Am 26. Mai von 13 bis 15 Uhr ist Gerald Knaus im FM4 Doppelzimmer zu Gast. Das Gespräch wurde am 19. April 2016 aufgezeichnet.

Doppelzimmer
    FM4 Doppelzimmer mit Gerald Knaus - Extended Version (ohne Musik)

    Im letzten Herbst, als Europa ein großer und scheinbar nie enden wollen Strom an Menschen entgegen floss, Menschen, die vor dem Bürgerkrieg in Syrien flohen, wo sie vor kurzer Zeit noch ein Geschäft betrieben, in die Schule gingen, Freunde hatten und Europa ein Ferienziel war, begann Knaus mit seinem Team über eine Lösung nachzudenken.

    Das ist seine Spezialität: in Krisen, für die es oft keine Referenzen gibt und somit die Daten und Fakten als Grundlage für politische Entscheidungen fehlen, Konzepte zu erarbeiten und anzubieten. Gerald Knaus ist Leiter der ESI, einem unabhängig agierenden Thinktank, der sich Europäische Stabilitätsinitiative nennt. Die ESI entwickelt Konzepte für krisengeschüttelte Regionen und politische Ausnahmesituationen. Und die PolitikerInnen hören tatsächlich zu.

    Eine Haufen WissenschaftlerInnen und ForscherInnen, die in NGOs, in der Weltbank, an Universitäten gearbeitet haben und in einem Netzwerk verstreut über Europa in kleinen Büros sammeln, auswerten, sich austauschen und schließlich zu einem Schluss kommen, wie es gehen könnte. Das erste Mal haben sie das kurz nach ihrer Gründung in Sarajewo nach dem Bosnienkrieg getan. Und sie haben schnell Gehör gefunden. Al Gore hat sie damals zu sich ins Büro geholt, nachdem man ihm von den Vorschlägen der ESI-Leute erzählt hat, die im Internet und auf diversen Foren kursierten.

    Gerald Knaus

    Pamela Russmann

    Seither ist viel Zeit vergangen. Gerald Knaus hat geheiratet und lebte einige Jahre mit seiner Frau, die ebenfalls für ESI arbeitet, und seinen drei Töchtern in der Türkei. Für ihn sind die Schnittstellen mit Europa, wie die Ukraine oder eben die Türkei, immer die
    Orte gewesen, an denen er am liebsten forscht und lebt.

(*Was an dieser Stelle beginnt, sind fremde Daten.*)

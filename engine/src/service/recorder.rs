//! Session recorder producing asciicast v2 timelines

use std::path::{Path, PathBuf};
use std::time::Instant;

use chrono::{DateTime, SecondsFormat, Utc};
use tracing::{info, warn};

use crate::domain::recording::{
    EventKind, RecordedEvent, Recording, RecordingEnv, RecordingHeader, RecordingStats,
};
use crate::error::{Error, Result};

const CAST_EXTENSION: &str = ".cast";
const DEFAULT_TERM: &str = "xterm-256color";
const DEFAULT_SHELL: &str = "/bin/bash";

/// Options for a new recording
#[derive(Debug, Clone, Default)]
pub struct RecordingOptions {
    pub cols: u16,
    pub rows: u16,
    pub title: Option<String>,
    pub term: Option<String>,
    pub shell: Option<String>,
}

/// Append-only recorder.
///
/// The header is frozen at `start`. After `stop` the header and events stay
/// available for `save`/`stats` until the next `start` discards them.
#[derive(Debug)]
pub struct Recorder {
    recording: bool,
    header: Option<RecordingHeader>,
    events: Vec<RecordedEvent>,
    started: Option<(Instant, DateTime<Utc>)>,
    cols: u16,
    rows: u16,
    default_title: String,
}

impl Default for Recorder {
    fn default() -> Self {
        Self::new("TermPrompter Recording")
    }
}

impl Recorder {
    /// Create an idle recorder
    pub fn new(default_title: impl Into<String>) -> Self {
        Self {
            recording: false,
            header: None,
            events: Vec::new(),
            started: None,
            cols: 80,
            rows: 24,
            default_title: default_title.into(),
        }
    }

    pub fn is_recording(&self) -> bool {
        self.recording
    }

    /// Begin a recording; fails while another one is in progress
    pub fn start(&mut self, options: RecordingOptions) -> Result<()> {
        if self.recording {
            warn!("Recording already in progress");
            return Err(Error::RecordingState(
                "recording already in progress".to_string(),
            ));
        }

        self.cols = if options.cols > 0 { options.cols } else { 80 };
        self.rows = if options.rows > 0 { options.rows } else { 24 };
        self.events.clear();

        let now = Utc::now();
        self.started = Some((Instant::now(), now));
        self.recording = true;

        let shell = options
            .shell
            .or_else(|| std::env::var("SHELL").ok())
            .filter(|s| !s.is_empty())
            .unwrap_or_else(|| DEFAULT_SHELL.to_string());

        self.header = Some(RecordingHeader {
            version: 2,
            width: self.cols,
            height: self.rows,
            timestamp: now.timestamp(),
            title: options
                .title
                .filter(|t| !t.is_empty())
                .unwrap_or_else(|| self.default_title.clone()),
            env: RecordingEnv {
                term: options.term.unwrap_or_else(|| DEFAULT_TERM.to_string()),
                shell,
            },
        });

        info!("Recording started ({}x{})", self.cols, self.rows);
        Ok(())
    }

    /// Stop recording; events stay available until the next `start`
    pub fn stop(&mut self) -> Result<()> {
        if !self.recording {
            warn!("No recording in progress");
            return Err(Error::RecordingState("no recording in progress".to_string()));
        }

        self.recording = false;
        info!("Recording stopped. Captured {} events", self.events.len());
        Ok(())
    }

    pub fn record_output(&mut self, data: &str) {
        self.push(EventKind::Output, data.to_string());
    }

    pub fn record_input(&mut self, data: &str) {
        self.push(EventKind::Input, data.to_string());
    }

    /// Track new dimensions and append a resize event
    pub fn update_dimensions(&mut self, cols: u16, rows: u16) {
        if !self.recording {
            return;
        }
        self.cols = cols;
        self.rows = rows;
        self.push(EventKind::Resize, format!("{}x{}", cols, rows));
    }

    fn push(&mut self, kind: EventKind, payload: String) {
        if !self.recording {
            return;
        }
        let Some((start, _)) = self.started else {
            return;
        };
        self.events.push(RecordedEvent {
            time: start.elapsed().as_secs_f64(),
            kind,
            payload,
        });
    }

    /// Header plus events recorded so far
    pub fn recording(&self) -> Result<Recording> {
        let header = self.header.clone().ok_or(Error::NoRecording)?;
        Ok(Recording {
            header,
            events: self.events.clone(),
        })
    }

    /// Serialized cast text
    pub fn serialize(&self) -> Result<String> {
        self.recording()?.to_cast()
    }

    /// Write the cast file, appending `.cast` when missing. Returns the final path.
    pub async fn save(&self, path: &Path) -> Result<PathBuf> {
        let cast = self.serialize()?;
        let path = with_cast_extension(path);

        tokio::fs::write(&path, cast)
            .await
            .map_err(|e| Error::Io(format!("{}: {}", path.display(), e)))?;

        info!("Recording saved to: {}", path.display());
        Ok(path)
    }

    /// Summary of the current or last recording; `None` before the first one
    pub fn stats(&self) -> Option<RecordingStats> {
        self.header.as_ref()?;
        let (_, started_at) = self.started?;

        let duration = self.events.last().map(|e| e.time).unwrap_or(0.0);
        let count = |kind: EventKind| self.events.iter().filter(|e| e.kind == kind).count();

        Some(RecordingStats {
            duration: format!("{:.2}", duration),
            total_events: self.events.len(),
            input_events: count(EventKind::Input),
            output_events: count(EventKind::Output),
            dimensions: format!("{}x{}", self.cols, self.rows),
            start_time: started_at.to_rfc3339_opts(SecondsFormat::Millis, true),
        })
    }

    /// Discard everything, including a finished recording
    pub fn reset(&mut self) {
        self.recording = false;
        self.header = None;
        self.events.clear();
        self.started = None;
    }

    /// Default file name, e.g. `termprompter-2024-05-01T10-20-30.cast`
    pub fn generate_filename() -> String {
        format!(
            "termprompter-{}{}",
            Utc::now().format("%Y-%m-%dT%H-%M-%S"),
            CAST_EXTENSION
        )
    }
}

fn with_cast_extension(path: &Path) -> PathBuf {
    let raw = path.as_os_str().to_string_lossy();
    if raw.ends_with(CAST_EXTENSION) {
        path.to_path_buf()
    } else {
        PathBuf::from(format!("{}{}", raw, CAST_EXTENSION))
    }
}

#[cfg(test)]
mod tests {
    use super::*;

    fn options() -> RecordingOptions {
        RecordingOptions {
            cols: 100,
            rows: 30,
            title: Some("test".to_string()),
            term: None,
            shell: Some("/bin/zsh".to_string()),
        }
    }

    #[test]
    fn test_start_twice_keeps_log() {
        let mut recorder = Recorder::default();
        recorder.start(options()).unwrap();
        recorder.record_output("hello");

        let err = recorder.start(options()).unwrap_err();
        assert!(matches!(err, Error::RecordingState(_)));
        assert_eq!(recorder.recording().unwrap().events.len(), 1);
        assert!(recorder.is_recording());
    }

    #[test]
    fn test_stop_without_recording_fails() {
        let mut recorder = Recorder::default();
        assert!(matches!(recorder.stop(), Err(Error::RecordingState(_))));
    }

    #[test]
    fn test_events_ignored_when_not_recording() {
        let mut recorder = Recorder::default();
        recorder.record_output("lost");
        recorder.record_input("lost");
        recorder.update_dimensions(10, 10);
        assert!(recorder.stats().is_none());
        assert!(matches!(recorder.serialize(), Err(Error::NoRecording)));
    }

    #[test]
    fn test_timestamps_monotonic() {
        let mut recorder = Recorder::default();
        recorder.start(options()).unwrap();
        for i in 0..200 {
            if i % 3 == 0 {
                recorder.record_input("k");
            } else {
                recorder.record_output("out");
            }
        }
        recorder.update_dimensions(120, 40);

        let events = recorder.recording().unwrap().events;
        assert!(events.windows(2).all(|w| w[1].time >= w[0].time));
        assert!(events[0].time >= 0.0);
    }

    #[test]
    fn test_resize_event_and_frozen_header() {
        let mut recorder = Recorder::default();
        recorder.start(options()).unwrap();
        recorder.update_dimensions(132, 43);

        let recording = recorder.recording().unwrap();
        assert_eq!(recording.header.width, 100);
        assert_eq!(recording.header.height, 30);
        assert_eq!(recording.header.env.shell, "/bin/zsh");
        assert_eq!(recording.header.env.term, "xterm-256color");

        let last = recording.events.last().unwrap();
        assert_eq!(last.kind, EventKind::Resize);
        assert_eq!(last.payload, "132x43");
        assert_eq!(recorder.stats().unwrap().dimensions, "132x43");
    }

    #[test]
    fn test_stop_retains_until_next_start() {
        let mut recorder = Recorder::default();
        recorder.start(options()).unwrap();
        recorder.record_input("ls\r");
        recorder.record_output("file\r\n");
        recorder.stop().unwrap();

        recorder.record_output("after stop");
        let stats = recorder.stats().unwrap();
        assert_eq!(stats.total_events, 2);
        assert_eq!(stats.input_events, 1);
        assert_eq!(stats.output_events, 1);
        assert!(stats.start_time.ends_with('Z'));
        assert_eq!(stats.duration.split('.').nth(1).map(str::len), Some(2));

        recorder.start(options()).unwrap();
        assert_eq!(recorder.stats().unwrap().total_events, 0);
    }

    #[test]
    fn test_reset_discards_everything() {
        let mut recorder = Recorder::default();
        recorder.start(options()).unwrap();
        recorder.record_output("x");
        recorder.reset();

        assert!(!recorder.is_recording());
        assert!(recorder.stats().is_none());
        assert!(matches!(recorder.recording(), Err(Error::NoRecording)));
    }

    #[test]
    fn test_default_title_used() {
        let mut recorder = Recorder::new("My Demo");
        recorder
            .start(RecordingOptions {
                cols: 80,
                rows: 24,
                ..Default::default()
            })
            .unwrap();
        assert_eq!(recorder.recording().unwrap().header.title, "My Demo");
    }

    #[test]
    fn test_cast_extension() {
        assert_eq!(with_cast_extension(Path::new("out")), PathBuf::from("out.cast"));
        assert_eq!(
            with_cast_extension(Path::new("out.cast")),
            PathBuf::from("out.cast")
        );
        assert!(Recorder::generate_filename().ends_with(".cast"));
    }

    #[tokio::test]
    async fn test_save_writes_cast_file() {
        let dir = tempfile::tempdir().unwrap();
        let mut recorder = Recorder::default();
        recorder.start(options()).unwrap();
        recorder.record_output("hi");
        recorder.stop().unwrap();

        let saved = recorder.save(&dir.path().join("out")).await.unwrap();
        assert_eq!(saved, dir.path().join("out.cast"));

        let text = std::fs::read_to_string(&saved).unwrap();
        let parsed = Recording::parse(&text).unwrap();
        assert_eq!(parsed.events.len(), 1);
        assert_eq!(parsed.events[0].payload, "hi");
    }

    #[tokio::test]
    async fn test_save_failure_is_io_error() {
        let mut recorder = Recorder::default();
        recorder.start(options()).unwrap();
        let err = recorder
            .save(Path::new("/nonexistent-dir/sub/out"))
            .await
            .unwrap_err();
        assert!(matches!(err, Error::Io(_)));
    }
}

    Die Universität in Oxford hat er verlassen ohne seinen Doktor zu machen, weil er lieber in der Ukraine Wirtschaft unterrichten wollte als auf einen akademischen Titel hinzuarbeiten. Damals traf der Kapitalismus auf den Kommunismus und die Weltordnung wurde neu geschrieben.

    Die gute Kenntnis über der politischen Verhältnisse in der Türkei hat Knaus im vergangenen Herbst geholfen, den sogenannten "Merkel-Plan" zu entwerfen. Denn für Knaus war schnell klar: Die Flüchtlingskrise kann nicht ohne die Türkei und Griechenland gelöst werden, und das einzige Land, das wiederum der Türkei politisch etwas anzubieten hat ist Deutschland. Zudem hat sich Angela Merkel als einzige europäische Politikerin erwiesen, die von Beginn an eine offensive Haltung in der Flüchtlingsfrage hatte und bis heute hat.

    Merkel wusste nichts von dem Merkel-Plan, bis ihre Berater ihr das Konzept von Knaus und seinem Team auf den Tisch gelegt haben. Kurze Zeit später hat die Kanzlerin den Lösungsvorschlag aus der Denkfabrik von Gerald Knaus erstmals im Fernsehen als die Linie der Bundesregierung präsentiert.

    Seit 15.Mai ist der EU-Türkei-Deal in Kraft. Er ist bei Menschenrechtsorganisationen umstritten und es ist nicht klar, ob der Pakt nicht in den nächsten Wochen platzen wird, wenn sich die Türkei und die EU über offene Punkte der Vereinbarung nicht einigen können.

    Gerald Knaus vom Trinktank ESI mit Elisabeth Scharang auf dem Weg ins FM4 Doppelzimmer

    Pamela Russmann

    Ich wollte wissen, wer dieser Mann ist, der in der europäischen Politik mit seinen Expertisen auffällt und den ich in Österreich bisher nie wahrgenommen habe. Warum interessiert sich die österreichische Politik nicht für helle Köpfe, die bei der Europäischen Stabilitätsinitiative arbeiten und forschen? Und wie kommt jemand dazu, einen politisch unabhängigen Thinktank zu gründen?

    Seit Knaus als Kopf des Merkel-Plans einer größeren Öffentlichkeit bekannt ist, sieht man ihn auch regelmäßig in österreichischen Medien. "Im ORF muss ich immer klarstellen, dass ich kein 'Dr.' bin. Die gehen automatisch davon aus, dass wenn jemand in Oxford studiert hat, er ein Dr. ist", grinst Knaus.

    In einem langen Gespräch erzählt er, warum er ein Jahr vor der Matura die Schule geschmissen und lieber alleine im Kaffeehaus gelernt hat, warum er sich so für politische Zusammenhänge interessiert und begeistern kann und dass seine älteste Tochter durch die vielen Umzüge der Familie inzwischen fünf Sprachen nahezu fließend spricht.